View all 3 comments. This review has been hidden because it contains spoilers. To view it, click here. I am not Liz Dunn, though I do identify with her. But I can understand her almost ascetic obsession with solitude. I too am a solitary person; I tend to prefer the company of a good book and its characters to the company of good people. Unlike Liz, though, I must confess to having a social life.


And while some people may question its validit I am not Liz Dunn, though I do identify with her. And while some people may question its validity, my online interactions are a large part of my social matrix as well. So I enjoy being alone, but I am not lonely per se.

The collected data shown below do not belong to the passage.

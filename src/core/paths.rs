use std::path::PathBuf;
use std::sync::OnceLock;

static TERPENOME_HOME: OnceLock<PathBuf> = OnceLock::new();
static TERPENOME_TAXDUMP_DIR: OnceLock<PathBuf> = OnceLock::new();

/// Get the terpenome home directory
/// Checks TERPENOME_HOME environment variable, falls back to ${HOME}/.terpenome
pub fn terpenome_home() -> PathBuf {
    TERPENOME_HOME
        .get_or_init(|| {
            if let Ok(path) = std::env::var("TERPENOME_HOME") {
                PathBuf::from(path)
            } else {
                dirs::home_dir()
                    .unwrap_or_else(|| PathBuf::from("."))
                    .join(".terpenome")
            }
        })
        .clone()
}

/// Get the NCBI taxonomy dump directory (names.dmp, nodes.dmp)
/// Checks TERPENOME_TAXDUMP_DIR environment variable, falls back to TERPENOME_HOME/taxdump
pub fn taxdump_dir() -> PathBuf {
    TERPENOME_TAXDUMP_DIR
        .get_or_init(|| {
            if let Ok(path) = std::env::var("TERPENOME_TAXDUMP_DIR") {
                PathBuf::from(path)
            } else {
                terpenome_home().join("taxdump")
            }
        })
        .clone()
}

/// Default configuration file: TERPENOME_HOME/config.toml
pub fn config_path() -> PathBuf {
    terpenome_home().join("config.toml")
}
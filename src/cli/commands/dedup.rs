use crate::bio::alignment::deduplicate;
use crate::bio::fasta::parse_fasta;
use crate::bio::newick::NewickTree;
use crate::cli::output;
use anyhow::{Context, Result};
use clap::Args;
use std::collections::HashSet;
use std::path::PathBuf;

#[derive(Args)]
pub struct DedupArgs {
    /// Input FASTA or aligned FASTA
    #[arg(value_name = "FASTA")]
    pub input: PathBuf,

    /// Output FASTA (stdout if omitted)
    #[arg(short, long, value_name = "FILE")]
    pub output: Option<PathBuf>,

    /// Newick tree of the sequences; adjacent leaves within --cutoff are collapsed
    #[arg(long, value_name = "FILE", requires = "cutoff")]
    pub tree: Option<PathBuf>,

    /// Patristic distance at or below which adjacent leaves count as duplicates
    #[arg(long)]
    pub cutoff: Option<f64>,
}

pub fn run(args: DedupArgs) -> Result<()> {
    let sequences = parse_fasta(&args.input)
        .with_context(|| format!("Failed to read {}", args.input.display()))?;

    let mut close_neighbours = HashSet::new();
    if let (Some(tree_path), Some(cutoff)) = (&args.tree, args.cutoff) {
        let tree = NewickTree::from_file(tree_path)
            .with_context(|| format!("Failed to read tree {}", tree_path.display()))?;
        close_neighbours.extend(tree.adjacent_duplicates(cutoff));
        tracing::info!(
            "{} leaves within {} of their right neighbour",
            close_neighbours.len(),
            cutoff
        );
    }

    let (kept, removed) = deduplicate(sequences, &close_neighbours);
    super::write_sequences(args.output.as_deref(), &kept)?;

    if args.output.is_some() {
        output::success(&format!("Removed {} sequences, kept {}", removed, kept.len()));
    }
    Ok(())
}
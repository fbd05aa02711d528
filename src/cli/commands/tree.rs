use crate::cli::output;
use crate::core::Config;
use crate::tools::{ExternalTool, FastTree};
use anyhow::{Context, Result};
use clap::Args;
use std::path::PathBuf;

#[derive(Args)]
pub struct TreeArgs {
    /// Aligned FASTA input
    #[arg(value_name = "ALIGNMENT")]
    pub input: PathBuf,

    /// Newick tree output
    #[arg(value_name = "TREE")]
    pub output: PathBuf,
}

pub fn run(args: TreeArgs, config: &Config) -> Result<()> {
    let fasttree = FastTree::new(&config.tools.fasttree);
    fasttree.verify_installation()?;

    let pb = output::spinner(&format!("Building tree from {}", args.input.display()));
    let result = fasttree
        .build_tree(&args.input, &args.output)
        .with_context(|| format!("Failed to build a tree from {}", args.input.display()));
    pb.finish_and_clear();
    result?;

    output::success(&format!("Tree written to {}", args.output.display()));
    Ok(())
}
/// Protein records parsed from provenance-specific FASTA headers
use crate::bio::taxonomy::{Annotator, Division, TaxonomyLookup};
use crate::classify::Classifier;
use crate::{Result, TerpenomeError};
use regex::Regex;
use serde::{Deserialize, Serialize};
use std::collections::BTreeSet;
use std::fmt;
use std::sync::OnceLock;

/// Label assigned when no enzyme family matched
pub const UNKNOWN_LABEL: &str = "unknown";

#[derive(Debug, Clone, Copy, PartialEq, Eq, Hash, PartialOrd, Ord, Serialize, Deserialize)]
#[serde(rename_all = "lowercase")]
pub enum SourceDatabase {
    Interpro,
    Uniprot,
    Ncbi,
}

impl SourceDatabase {
    pub fn as_str(&self) -> &'static str {
        match self {
            SourceDatabase::Interpro => "interpro",
            SourceDatabase::Uniprot => "uniprot",
            SourceDatabase::Ncbi => "ncbi",
        }
    }
}

impl fmt::Display for SourceDatabase {
    fn fmt(&self, f: &mut fmt::Formatter<'_>) -> fmt::Result {
        f.write_str(self.as_str())
    }
}

impl std::str::FromStr for SourceDatabase {
    type Err = String;

    fn from_str(s: &str) -> std::result::Result<Self, Self::Err> {
        match s.to_lowercase().as_str() {
            "interpro" => Ok(SourceDatabase::Interpro),
            "uniprot" | "uniprotkb" => Ok(SourceDatabase::Uniprot),
            "ncbi" | "genbank" => Ok(SourceDatabase::Ncbi),
            _ => Err(format!("Unknown source database: {}", s)),
        }
    }
}

/// One classified protein sequence entry.
///
/// The identity fields (`source_database`, `accession`, `raw_header`) are fixed
/// at construction. Enrichment only touches the derived fields.
#[derive(Debug, Clone, PartialEq, Eq, Serialize, Deserialize)]
pub struct ProteinRecord {
    source_database: SourceDatabase,
    accession: String,
    raw_header: String,
    reviewed: Option<bool>,
    protein_name: String,
    taxonomy_id: Option<u32>,
    #[serde(default)]
    organism_name: String,
    #[serde(default)]
    organism_division: Option<Division>,
    #[serde(default)]
    enzyme_types: BTreeSet<String>,
}

impl ProteinRecord {
    fn new(
        source_database: SourceDatabase,
        raw_header: &str,
        accession: String,
        reviewed: Option<bool>,
        protein_name: String,
        taxonomy_id: Option<u32>,
    ) -> Self {
        Self {
            source_database,
            accession,
            raw_header: raw_header.to_string(),
            reviewed,
            protein_name,
            taxonomy_id,
            organism_name: String::new(),
            organism_division: None,
            enzyme_types: BTreeSet::new(),
        }
    }

    /// Build a record from a header line (without the leading '>')
    pub fn from_header(source_database: SourceDatabase, header: &str) -> Result<Self> {
        let header = header.trim_start_matches('>').trim_end();
        match source_database {
            SourceDatabase::Interpro => parse_interpro_header(header),
            SourceDatabase::Uniprot => parse_uniprot_header(header),
            SourceDatabase::Ncbi => parse_ncbi_header(header),
        }
    }

    /// A manually curated entry that only carries an accession.
    /// It starts with the sentinel label until enzyme types are supplied.
    pub fn manual(accession: &str) -> Self {
        let mut record = Self::new(
            SourceDatabase::Ncbi,
            accession,
            accession.to_string(),
            Some(true),
            String::new(),
            None,
        );
        record.enzyme_types = BTreeSet::from([UNKNOWN_LABEL.to_string()]);
        record
    }

    pub fn source_database(&self) -> SourceDatabase {
        self.source_database
    }

    pub fn accession(&self) -> &str {
        &self.accession
    }

    pub fn raw_header(&self) -> &str {
        &self.raw_header
    }

    pub fn reviewed(&self) -> Option<bool> {
        self.reviewed
    }

    pub fn protein_name(&self) -> &str {
        &self.protein_name
    }

    pub fn taxonomy_id(&self) -> Option<u32> {
        self.taxonomy_id
    }

    pub fn organism_name(&self) -> &str {
        &self.organism_name
    }

    pub fn organism_division(&self) -> Option<Division> {
        self.organism_division
    }

    pub fn enzyme_types(&self) -> &BTreeSet<String> {
        &self.enzyme_types
    }

    pub fn is_classified(&self) -> bool {
        !self.enzyme_types.is_empty()
    }

    /// Assign enzyme labels from the protein name
    pub fn classify(&mut self, classifier: &Classifier) {
        self.enzyme_types = classifier.classify(&self.protein_name, self.reviewed);
    }

    /// Assign organism name and division. Records without a taxonomy id are left untouched.
    pub fn annotate<L: TaxonomyLookup>(&mut self, annotator: &Annotator<L>) -> Result<()> {
        let Some(taxonomy_id) = self.taxonomy_id else {
            tracing::debug!("{} has no taxonomy id, skipping annotation", self.accession);
            return Ok(());
        };
        let labels = annotator.annotate(taxonomy_id)?;
        self.organism_name = labels.organism_name;
        self.organism_division = Some(labels.division);
        Ok(())
    }

    /// Replace the enzyme labels; an empty list collapses to the sentinel
    pub fn set_enzyme_types<I, S>(&mut self, labels: I)
    where
        I: IntoIterator<Item = S>,
        S: Into<String>,
    {
        let labels: BTreeSet<String> = labels
            .into_iter()
            .map(Into::into)
            .map(|label| label.trim().to_string())
            .filter(|label| !label.is_empty())
            .collect();
        self.enzyme_types = if labels.is_empty() {
            BTreeSet::from([UNKNOWN_LABEL.to_string()])
        } else {
            labels
        };
    }

    pub fn set_organism(&mut self, organism_name: String, division: Option<Division>) {
        self.organism_name = organism_name;
        self.organism_division = division;
    }

    pub fn set_protein_name(&mut self, protein_name: String) {
        self.protein_name = protein_name;
    }

    pub fn set_reviewed(&mut self, reviewed: Option<bool>) {
        self.reviewed = reviewed;
    }

    pub fn set_taxonomy_id(&mut self, taxonomy_id: Option<u32>) {
        self.taxonomy_id = taxonomy_id;
    }
}

fn malformed(
    provenance: SourceDatabase,
    header: &str,
    reason: impl Into<String>,
) -> TerpenomeError {
    TerpenomeError::MalformedHeader {
        provenance,
        header: header.to_string(),
        reason: reason.into(),
    }
}

/// `accession|reviewed|protein name|taxID:<id>`
fn parse_interpro_header(header: &str) -> Result<ProteinRecord> {
    let provenance = SourceDatabase::Interpro;
    let fields: Vec<&str> = header.split('|').collect();
    if fields.len() < 4 {
        return Err(malformed(
            provenance,
            header,
            format!("expected at least 4 '|'-separated fields, found {}", fields.len()),
        ));
    }

    let accession = fields[0].trim();
    if accession.is_empty() {
        return Err(malformed(provenance, header, "empty accession"));
    }

    let reviewed = fields[1].trim() == "reviewed";
    // Protein names occasionally contain '|', the taxonomy token is always last
    let taxid_token = fields[fields.len() - 1].trim();
    let protein_name = fields[2..fields.len() - 1].join("|");

    let taxonomy_id = taxid_token
        .strip_prefix("taxID:")
        .ok_or_else(|| {
            malformed(
                provenance,
                header,
                format!("expected 'taxID:<id>', found '{}'", taxid_token),
            )
        })?
        .parse::<u32>()
        .map_err(|_| {
            malformed(
                provenance,
                header,
                format!("invalid taxonomy id '{}'", taxid_token),
            )
        })?;

    Ok(ProteinRecord::new(
        provenance,
        header,
        accession.to_string(),
        Some(reviewed),
        protein_name,
        Some(taxonomy_id),
    ))
}

fn uniprot_taxid_pattern() -> Option<&'static Regex> {
    static PATTERN: OnceLock<Option<Regex>> = OnceLock::new();
    PATTERN.get_or_init(|| Regex::new(r"\bOX=(\d+)").ok()).as_ref()
}

/// `sp|P12345|ENTRY_NAME Protein name OS=Organism OX=9606 GN=... PE=1 SV=1`
fn parse_uniprot_header(header: &str) -> Result<ProteinRecord> {
    let provenance = SourceDatabase::Uniprot;
    let (id, description) = match header.split_once(char::is_whitespace) {
        Some((id, description)) => (id, description.trim()),
        None => (header, ""),
    };

    let fields: Vec<&str> = id.split('|').collect();
    if fields.len() < 3 {
        return Err(malformed(
            provenance,
            header,
            format!("expected 'db|accession|entry name', found {} field(s)", fields.len()),
        ));
    }

    let reviewed = match fields[0] {
        "sp" => true,
        "tr" => false,
        other => {
            return Err(malformed(
                provenance,
                header,
                format!("unknown UniProtKB section '{}'", other),
            ))
        }
    };

    let accession = fields[1].trim();
    if accession.is_empty() {
        return Err(malformed(provenance, header, "empty accession"));
    }

    let protein_name = match description.find(" OS=") {
        Some(pos) => &description[..pos],
        None => description.strip_prefix("OS=").map(|_| "").unwrap_or(description),
    };

    let taxonomy_id = match uniprot_taxid_pattern().and_then(|re| re.captures(description)) {
        Some(caps) => Some(
            caps[1].parse::<u32>().map_err(|_| {
                malformed(
                    provenance,
                    header,
                    format!("invalid taxonomy id '{}'", &caps[1]),
                )
            })?,
        ),
        None => None,
    };

    Ok(ProteinRecord::new(
        provenance,
        header,
        accession.to_string(),
        Some(reviewed),
        protein_name.trim().to_string(),
        taxonomy_id,
    ))
}

/// `ACCESSION protein name [Organism]`
const MISSING_DESCRIPTION: &str = "expected an accession followed by a description";

fn parse_ncbi_header(header: &str) -> Result<ProteinRecord> {
    let provenance = SourceDatabase::Ncbi;
    let Some((accession, description)) = header.split_once(char::is_whitespace) else {
        return Err(malformed(provenance, header, MISSING_DESCRIPTION));
    };
    let description = description.trim();
    if accession.is_empty() || description.is_empty() {
        return Err(malformed(provenance, header, MISSING_DESCRIPTION));
    }

    let protein_name = match (description.ends_with(']'), description.rfind('[')) {
        (true, Some(pos)) if pos > 0 => description[..pos].trim_end(),
        _ => description,
    };

    Ok(ProteinRecord::new(
        provenance,
        header,
        accession.to_string(),
        None,
        protein_name.to_string(),
        None,
    ))
}

#[cfg(test)]
mod tests {
    use super::*;
    use pretty_assertions::assert_eq;

    #[test]
    fn test_parse_interpro_header() {
        let record = ProteinRecord::from_header(
            SourceDatabase::Interpro,
            "A0A2T4AB12|reviewed|Germacrene_A_synthase|taxID:5062",
        )
        .unwrap();
        assert_eq!(record.accession(), "A0A2T4AB12");
        assert_eq!(record.reviewed(), Some(true));
        assert_eq!(record.protein_name(), "Germacrene_A_synthase");
        assert_eq!(record.taxonomy_id(), Some(5062));
        assert_eq!(record.raw_header(), "A0A2T4AB12|reviewed|Germacrene_A_synthase|taxID:5062");
        assert!(!record.is_classified());
    }

    #[test]
    fn test_interpro_unreviewed_and_pipe_in_name() {
        let record = ProteinRecord::from_header(
            SourceDatabase::Interpro,
            ">Q0C|unreviewed|Terpene cyclase|fragment|taxID:33178",
        )
        .unwrap();
        assert_eq!(record.reviewed(), Some(false));
        assert_eq!(record.protein_name(), "Terpene cyclase|fragment");
        assert_eq!(record.taxonomy_id(), Some(33178));
    }

    #[test]
    fn test_interpro_header_too_few_fields() {
        let err =
            ProteinRecord::from_header(SourceDatabase::Interpro, "A0A2T4AB12|reviewed|Kaurene")
                .unwrap_err();
        assert!(matches!(err, TerpenomeError::MalformedHeader { .. }));
    }

    #[test]
    fn test_interpro_header_bad_taxid() {
        let err = ProteinRecord::from_header(
            SourceDatabase::Interpro,
            "A0A2T4AB12|reviewed|Kaurene synthase|taxID:abc",
        )
        .unwrap_err();
        assert!(err.to_string().contains("invalid taxonomy id"));

        let err = ProteinRecord::from_header(
            SourceDatabase::Interpro,
            "A0A2T4AB12|reviewed|Kaurene synthase|5062",
        )
        .unwrap_err();
        assert!(err.to_string().contains("taxID"));
    }

    #[test]
    fn test_parse_uniprot_header() {
        let record = ProteinRecord::from_header(
            SourceDatabase::Uniprot,
            "sp|Q9UR08|ERG20_SCHPO Farnesyl pyrophosphate synthase OS=Schizosaccharomyces pombe OX=284812 GN=fps1 PE=3 SV=1",
        )
        .unwrap();
        assert_eq!(record.accession(), "Q9UR08");
        assert_eq!(record.reviewed(), Some(true));
        assert_eq!(record.protein_name(), "Farnesyl pyrophosphate synthase");
        assert_eq!(record.taxonomy_id(), Some(284812));

        let trembl = ProteinRecord::from_header(
            SourceDatabase::Uniprot,
            "tr|A0A0|A0A0_ASPNG Uncharacterized protein",
        )
        .unwrap();
        assert_eq!(trembl.reviewed(), Some(false));
        assert_eq!(trembl.taxonomy_id(), None);
        assert_eq!(trembl.protein_name(), "Uncharacterized protein");
    }

    #[test]
    fn test_uniprot_header_requires_three_fields() {
        let err =
            ProteinRecord::from_header(SourceDatabase::Uniprot, "P12345 Some protein").unwrap_err();
        assert!(matches!(
            err,
            TerpenomeError::MalformedHeader {
                provenance: SourceDatabase::Uniprot,
                ..
            }
        ));
    }

    #[test]
    fn test_parse_ncbi_header() {
        let record = ProteinRecord::from_header(
            SourceDatabase::Ncbi,
            "XP_001390853.1 aristolochene synthase [Aspergillus niger CBS 513.88]",
        )
        .unwrap();
        assert_eq!(record.accession(), "XP_001390853.1");
        assert_eq!(record.protein_name(), "aristolochene synthase");
        assert_eq!(record.reviewed(), None);
        assert_eq!(record.taxonomy_id(), None);

        assert!(ProteinRecord::from_header(SourceDatabase::Ncbi, "XP_001390853.1").is_err());
    }

    #[test]
    fn test_set_enzyme_types_never_empty() {
        let mut record = ProteinRecord::manual("MANUAL1");
        assert_eq!(record.enzyme_types().iter().collect::<Vec<_>>(), vec!["unknown"]);
        record.set_enzyme_types(Vec::<String>::new());
        assert_eq!(record.enzyme_types().iter().collect::<Vec<_>>(), vec!["unknown"]);

        record.set_enzyme_types(["GGPP synthase", " GGPP synthase ", ""]);
        assert_eq!(record.enzyme_types().len(), 1);
        assert!(record.enzyme_types().contains("GGPP synthase"));
    }

    #[test]
    fn test_source_database_from_str() {
        assert_eq!("InterPro".parse::<SourceDatabase>().unwrap(), SourceDatabase::Interpro);
        assert_eq!("uniprotkb".parse::<SourceDatabase>().unwrap(), SourceDatabase::Uniprot);
        assert!("pdb".parse::<SourceDatabase>().is_err());
    }
}
//! Process-wide configuration.
//!
//! Loaded once at startup and read-only afterwards. Every field has a
//! default, so a config file only needs to name what it overrides.

use std::path::Path;

use serde::{Deserialize, Serialize};

use crate::{LeaseError, Result, constants};

/// Policy values for the lease subsystem and its front door.
#[derive(Debug, Clone, PartialEq, Serialize, Deserialize)]
#[serde(default)]
pub struct LeaseConfig {
    /// Candidate draws per random allocation.
    pub max_random_attempts: usize,
    /// Chance that polling an active lease delivers a code, in `[0, 1]`.
    pub delivery_probability: f64,
    /// Digits in a delivered code.
    pub code_length: usize,
    /// Message body for a delivered code; `{code}` is substituted.
    pub sms_template: String,
    /// Admission gate capacity.
    pub admission_permits: usize,
    /// Lock shards in the number book.
    pub store_shards: usize,
    /// Per-account rate limit. `None` disables it.
    pub rate_limit: Option<RateLimitConfig>,
    /// Lifetime of issued sessions, in seconds.
    pub session_ttl_secs: i64,
}

impl Default for LeaseConfig {
    fn default() -> Self {
        Self {
            max_random_attempts: constants::DEFAULT_MAX_RANDOM_ATTEMPTS,
            delivery_probability: constants::DEFAULT_DELIVERY_PROBABILITY,
            code_length: constants::DEFAULT_CODE_LENGTH,
            sms_template: constants::DEFAULT_SMS_TEMPLATE.to_string(),
            admission_permits: constants::DEFAULT_ADMISSION_PERMITS,
            store_shards: constants::DEFAULT_STORE_SHARDS,
            rate_limit: Some(RateLimitConfig::default()),
            session_ttl_secs: constants::DEFAULT_SESSION_TTL_SECS,
        }
    }
}

impl LeaseConfig {
    /// Parse and validate a JSON config document.
    pub fn from_json_str(json: &str) -> Result<Self> {
        let config: Self = serde_json::from_str(json)
            .map_err(|e| LeaseError::Configuration(format!("invalid config JSON: {e}")))?;
        config.validate()?;
        Ok(config)
    }

    /// Read, parse and validate a JSON config file.
    pub fn from_path(path: impl AsRef<Path>) -> Result<Self> {
        let path = path.as_ref();
        let raw = std::fs::read_to_string(path).map_err(|e| {
            LeaseError::Configuration(format!("cannot read {}: {e}", path.display()))
        })?;
        Self::from_json_str(&raw)
    }

    /// Reject values the subsystem cannot run with.
    pub fn validate(&self) -> Result<()> {
        if self.max_random_attempts == 0 {
            return Err(LeaseError::Configuration(
                "max_random_attempts must be at least 1".into(),
            ));
        }
        if !(0.0..=1.0).contains(&self.delivery_probability) {
            return Err(LeaseError::Configuration(format!(
                "delivery_probability must be within [0, 1], got {}",
                self.delivery_probability
            )));
        }
        if !(1..=12).contains(&self.code_length) {
            return Err(LeaseError::Configuration(format!(
                "code_length must be within 1..=12, got {}",
                self.code_length
            )));
        }
        if self.admission_permits == 0 {
            return Err(LeaseError::Configuration(
                "admission_permits must be at least 1".into(),
            ));
        }
        if self.store_shards == 0 {
            return Err(LeaseError::Configuration(
                "store_shards must be at least 1".into(),
            ));
        }
        if self.session_ttl_secs <= 0 {
            return Err(LeaseError::Configuration(
                "session_ttl_secs must be positive".into(),
            ));
        }
        if let Some(limit) = &self.rate_limit {
            if limit.max_calls == 0 || limit.window_ms == 0 {
                return Err(LeaseError::Configuration(
                    "rate_limit needs max_calls and window_ms above zero".into(),
                ));
            }
        }
        Ok(())
    }
}

/// Sliding-window rate limit per account.
#[derive(Debug, Clone, Copy, PartialEq, Eq, Serialize, Deserialize)]
pub struct RateLimitConfig {
    pub max_calls: usize,
    pub window_ms: u64,
}

impl Default for RateLimitConfig {
    fn default() -> Self {
        Self {
            max_calls: constants::DEFAULT_RATE_LIMIT_CALLS,
            window_ms: constants::DEFAULT_RATE_LIMIT_WINDOW_MS,
        }
    }
}
//! Project catalog: project id → name and unit price.

use std::collections::BTreeMap;
use std::sync::{PoisonError, RwLock};

use numlease_types::{LeaseError, Project, ProjectId, Result};
use rust_decimal::Decimal;

/// Read-only price lookup used by the lease manager.
pub trait ProjectCatalog: Send + Sync {
    fn lookup(&self, id: &ProjectId) -> Option<Project>;
}

/// A catalog held in memory. Prices may change at any time; leases keep
/// the price they were created with.
#[derive(Debug, Default)]
pub struct InMemoryCatalog {
    projects: RwLock<BTreeMap<ProjectId, Project>>,
}

impl InMemoryCatalog {
    #[must_use]
    pub fn new() -> Self {
        Self::default()
    }

    /// Build a catalog from `projects`.
    ///
    /// # Errors
    /// Returns `InvalidAmount` if any price is negative.
    pub fn with_projects(projects: impl IntoIterator<Item = Project>) -> Result<Self> {
        let catalog = Self::new();
        for project in projects {
            catalog.upsert(project)?;
        }
        Ok(catalog)
    }

    /// Insert or replace a project.
    pub fn upsert(&self, project: Project) -> Result<()> {
        check_price(project.unit_price)?;
        self.projects.write()?.insert(project.id.clone(), project);
        Ok(())
    }

    /// Change the unit price of an existing project.
    pub fn set_price(&self, id: &ProjectId, unit_price: Decimal) -> Result<()> {
        check_price(unit_price)?;
        let mut projects = self.projects.write()?;
        let project = projects
            .get_mut(id)
            .ok_or_else(|| LeaseError::UnknownProject(id.clone()))?;
        tracing::info!(project = %id, old = %project.unit_price, new = %unit_price, "Price changed");
        project.unit_price = unit_price;
        Ok(())
    }

    /// Projects matching `id` exactly and whose name contains `name`
    /// (case-insensitive). A `None` criterion matches everything.
    pub fn search(&self, id: Option<&ProjectId>, name: Option<&str>) -> Result<Vec<Project>> {
        let needle = name.map(str::to_lowercase);
        let projects = self.projects.read()?;
        Ok(projects
            .values()
            .filter(|p| id.is_none_or(|id| &p.id == id))
            .filter(|p| {
                needle
                    .as_deref()
                    .is_none_or(|n| p.name.to_lowercase().contains(n))
            })
            .cloned()
            .collect())
    }

    /// Every project, sorted by id.
    pub fn list(&self) -> Result<Vec<Project>> {
        Ok(self.projects.read()?.values().cloned().collect())
    }
}

impl ProjectCatalog for InMemoryCatalog {
    fn lookup(&self, id: &ProjectId) -> Option<Project> {
        // Entries are replaced whole, so a poisoned map is still coherent.
        self.projects
            .read()
            .unwrap_or_else(PoisonError::into_inner)
            .get(id)
            .cloned()
    }
}

fn check_price(price: Decimal) -> Result<()> {
    if price < Decimal::ZERO {
        return Err(LeaseError::InvalidAmount(price));
    }
    Ok(())
}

Review: Eleanor Rigby by Douglas Coupland | Books | The Guardian

Liz has carefully ensconced herself in a bubble, fending off all but the most resilient of her relationships. And even these are routine, predictable affairs: Take the relationship between Liz and Jeremy for example. There is no happily ever after for these two, fleanor Liz must face the fact that their reunion will be short-lived and complicated.

I find it interesting that there is never any tension between these two. Similarly, Jeremy does no wrong. For a kid who had a rather rough time of it in foster homes, he seems to be largely untroubled. Despite his awful luck in the foster home lottery, he somehow managed to turn out as a decent individual. This is how I know Coupland, for all his caustic observations of modern society, is an optimist and not a cynic. His endings are happy endings—not for every character, and maybe not even for the main character.

People experience loss and sadness and death, but by the end of the book, something has changed for the better. And then we come to the ending, which is, for me, the least satisfactory part of the book. Liz flies to Austria to tigby someone she barely remembers from her past, and then they fall in love.

Still, I think he could have done better. Coupland is renowned not only as a writer but as a visual artist as well, and I think this eleqnor his writing to a great extent.

That is to say, his books often seem to make more sense when viewed slightly from a dogulas, as a douglae and complete entity, rather than viewing them up close and in a sustained, linear fashion.